Chinas strategisches Ziel: weltweite Dominanz

 

Wer mit Anlagen aus China Batterien produziere, habe nicht zehn Prozent Ausschuss, wie offiziell verlautbart, sondern etwa die Hälfte. Unternehmen, die in China selbst sitzen, können sich das nach Redmanns Einschätzung nur deshalb leisten, weil dort das Material vom Staat bezuschusst wird und die Löhne sehr niedrig sind. „Dort wird alles dem strategischen Ziel untergeordnet: weltweite Dominanz.“

 

Oft genug bekommt Jonas & Redmann von Industrieunternehmen dringende Anfragen: „Schickt uns ein Team von Ingenieurinnen und Ingenieuren, um die Probleme zu lösen, die uns die Chinesen hinterlassen haben.“

 

Mit der Produktion von Batterien befasst sich das Unternehmen seit 2009, drei Jahre später kam die  Montageautomation im Auftrag verschiedener Autohersteller und Zulieferer hinzu. Während der Corona-Zeit mussten die Berliner mal wieder erkennen, wie wichtig es ist, die Geschäftsfelder zu diversifizieren. „Da hat die Autoindustrie extrem wenig investiert“, sagt Redmann. „Und die wenigen Aufträge wurden zu unterirdischen Konditionen vergeben.“

 

In der Not baute das Unternehmen etwa 20 Anlagen zur Produktion von FFP2-Masken für andere Hersteller. 50 Millionen Masken liefen auf den eigenen Maschinen vom Band.

 

Nach der Gründung wenige Tage nach dem Mauerfall 1989 – damals noch im West-Berliner Stadtteil Moabit – spezialisierten sich Stefan Jonas und Lutz Redmann zunächst auf Medizintechnik.

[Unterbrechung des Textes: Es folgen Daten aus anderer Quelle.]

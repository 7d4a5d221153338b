//! Sub-sentence text masks for the detector's text encoder.
//!
//! Each phrase of the prompt (delimited by `[CLS]`, `[SEP]`, `.` or `?`)
//! only attends to itself, and position ids restart at every phrase.

/// Fallback BERT ids for `[CLS]`, `[SEP]`, `.` and `?`.
const DEFAULT_SPECIAL_IDS: [i64; 4] = [101, 102, 1012, 1029];

/// Token ids that delimit sub-sentences.
#[derive(Debug, Clone, PartialEq, Eq)]
pub struct SpecialTokenIds {
    ids: Vec<i64>,
}

impl SpecialTokenIds {
    /// Look the delimiters up in a tokenizer vocabulary.
    pub fn from_tokenizer(tokenizer: &tokenizers::Tokenizer) -> Self {
        let ids = ["[CLS]", "[SEP]", ".", "?"]
            .iter()
            .zip(DEFAULT_SPECIAL_IDS)
            .map(|(token, fallback)| {
                tokenizer
                    .token_to_id(token)
                    .map(i64::from)
                    .unwrap_or(fallback)
            })
            .collect();
        Self { ids }
    }

    pub fn contains(&self, id: i64) -> bool {
        self.ids.contains(&id)
    }
}

impl Default for SpecialTokenIds {
    fn default() -> Self {
        Self {
            ids: DEFAULT_SPECIAL_IDS.to_vec(),
        }
    }
}

/// Flattened `[len, len]` attention mask plus per-token position ids.
#[derive(Debug, Clone, PartialEq, Eq)]
pub struct TextMasks {
    pub len: usize,
    pub attention: Vec<bool>,
    pub position_ids: Vec<i64>,
}

impl TextMasks {
    pub fn attends(&self, row: usize, col: usize) -> bool {
        self.attention[row * self.len + col]
    }
}

/// Build block-diagonal attention and restarting position ids for `input_ids`.
pub fn sub_sentence_masks(input_ids: &[i64], special: &SpecialTokenIds) -> TextMasks {
    let len = input_ids.len();
    let mut attention = vec![false; len * len];
    let mut position_ids = vec![0i64; len];
    for i in 0..len {
        attention[i * len + i] = true;
    }

    let mut previous = 0usize;
    for (col, &id) in input_ids.iter().enumerate() {
        if !special.contains(id) {
            continue;
        }
        if col == 0 || col + 1 == len {
            position_ids[col] = 0;
        } else {
            for row in previous + 1..=col {
                for c in previous + 1..=col {
                    attention[row * len + c] = true;
                }
                position_ids[row] = (row - previous - 1) as i64;
            }
        }
        previous = col;
    }

    TextMasks {
        len,
        attention,
        position_ids,
    }
}
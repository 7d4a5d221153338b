//! Subcommand implementations.

pub mod config;
pub mod models;
pub mod run;
pub mod tags;
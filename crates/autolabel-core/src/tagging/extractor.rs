//! Caption to noun tags.

use std::path::Path;
use std::sync::Arc;

use crate::config::TaggingConfig;
use crate::error::PipelineError;

use super::lemma::lemmatize;
use super::lexicon::NounLexicon;
use super::pos::PosTagger;
use super::prompt::Prompt;
use super::tokenize::tokenize;

/// Extracts lemmatized noun tags from a caption.
///
/// Tags keep first-occurrence order and duplicates; stop-listing happens
/// later, during aggregation.
#[derive(Debug, Clone)]
pub struct TagExtractor {
    separator: String,
    lexicon: Option<Arc<NounLexicon>>,
}

impl TagExtractor {
    pub fn new(separator: impl Into<String>) -> Self {
        Self {
            separator: separator.into(),
            lexicon: None,
        }
    }

    /// Attach a noun lexicon for lemma validation.
    pub fn with_lexicon(mut self, lexicon: Arc<NounLexicon>) -> Self {
        self.lexicon = Some(lexicon).filter(|lex| !lex.is_empty());
        self
    }

    /// Build from config, loading the lexicon from `lexicon_dir` when given.
    pub fn from_config(
        config: &TaggingConfig,
        lexicon_dir: Option<&Path>,
    ) -> Result<Self, PipelineError> {
        let extractor = Self::new(config.separator.clone());
        match lexicon_dir {
            Some(dir) => Ok(extractor.with_lexicon(Arc::new(NounLexicon::load(dir)?))),
            None => Ok(extractor),
        }
    }

    pub fn separator(&self) -> &str {
        &self.separator
    }

    /// The noun tags of `caption`, in order of appearance.
    pub fn extract_tags(&self, caption: &str) -> Vec<String> {
        let lexicon = self.lexicon.as_deref();
        let tokens = tokenize(caption);
        let tags = PosTagger::new(lexicon).tag(&tokens);

        tokens
            .iter()
            .zip(tags)
            .filter(|(_, tag)| tag.is_noun())
            .map(|(token, tag)| lemmatize(token, tag.is_plural_noun(), lexicon))
            .collect()
    }

    /// The noun tags of `caption`, joined with the separator.
    pub fn extract(&self, caption: &str) -> String {
        self.extract_tags(caption).join(&self.separator)
    }

    /// Tags and the detector prompt built from them.
    pub fn prompt(&self, caption: &str) -> (String, Prompt) {
        let tags = self.extract(caption);
        let prompt = Prompt::from_tags(&tags);
        (tags, prompt)
    }
}

impl Default for TagExtractor {
    fn default() -> Self {
        Self::new(", ")
    }
}

#[cfg(test)]
mod tests {
    use super::*;

    #[test]
    fn test_cat_on_table() {
        assert_eq!(TagExtractor::default().extract("a cat sits on a table"), "cat, table");
    }

    #[test]
    fn test_plural_nouns_are_lemmatized() {
        assert_eq!(
            TagExtractor::default().extract("two men holding coffee cups at a wooden desk"),
            "man, coffee, cup, desk"
        );
    }

    #[test]
    fn test_duplicates_kept_in_order() {
        assert_eq!(
            TagExtractor::default().extract("a cup next to another cup and a plate"),
            "cup, cup, plate"
        );
    }

    #[test]
    fn test_noun_less_caption() {
        let (tags, prompt) = TagExtractor::default().prompt("it is very bright");
        assert_eq!(tags, "");
        assert_eq!(prompt.as_str(), ".");
    }

    #[test]
    fn test_custom_separator() {
        assert_eq!(
            TagExtractor::new(" . ").extract("a dog with a ball"),
            "dog . ball"
        );
    }

    #[test]
    fn test_prompt_from_caption() {
        let (_, prompt) = TagExtractor::default().prompt("A Robot arm picks up the red mug.");
        assert_eq!(prompt.as_str(), "robot, arm, mug.");
    }

    #[test]
    fn test_lexicon_from_config() {
        let dir = tempfile::tempdir().unwrap();
        std::fs::write(dir.path().join("wordnet_nouns.txt"), "house\nglass\n").unwrap();
        let extractor =
            TagExtractor::from_config(&TaggingConfig::default(), Some(dir.path())).unwrap();
        assert_eq!(extractor.extract("two houses"), "house");
    }
}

Abnehmer waren renommierte Unternehmen wie Siemens, FMC und B. Braun. Später lieferten sie dem Modeunternehmen Hugo Boss ein spezielles Element für eine Textilmaschine. Der Auftrag über 300.000 D-Mark war damals Rekord – heute liegt der Jahresumsatz bei mehr als 60 Millionen Euro.

 

Den Absturz der Solarindustrie voll mitgenommen

 

Er betrug aber schon mal 120 Millionen Euro. Auch die Mitarbeiterzahl ist seit 2012 von 900 auf 450 abgestürzt. Grund ist der Aufstieg und Fall der Solarindustrie. Jonas & Redmann produzierte für die deutschen Anbieter Solon und Q Cells. Die Berliner rüsteten Fabriken in den USA und allen wichtigen asiatischen Industrieländern aus. Doch dann entstanden weltweit Überkapazitäten, der Preiskampf wurde ruinös, auch viele Maschinenbauer gingen pleite.

 

Jonas & Redmann musste 2013 und 2014 insgesamt 200 Leute „einvernehmlich freisetzen“, wie Redmann es ausdrückt. Einige davon habe er später wieder eingestellt. „Damals war es eine Frage des Überlebens – die schlimmste Zeit für das Unternehmen.“

 

Heute erlebt die Solarbranche auch in Europa eine Renaissance. Jonas & Redmann verkauft Maschinen an das schweizerische Unternehmen Meyer Burger, an Hanwha Q Cells in Bitterfeld und einen Produzenten auf Sizilien.

 

Mittlerweile suchen die Berliner wieder Mitarbeiter:innen. Allein 150 Entwickler:innen arbeiten in Adlershof. Das Firmengelände ist auf Zuwachs ausgelegt. Im Herbst 2020 ist das Unternehmen in das neue Gebäude eingezogen. Es wurde früher fertig als geplant und blieb im Kostenrahmen. Der Flughafen BER ist mit dem Auto zehn Minuten entfernt.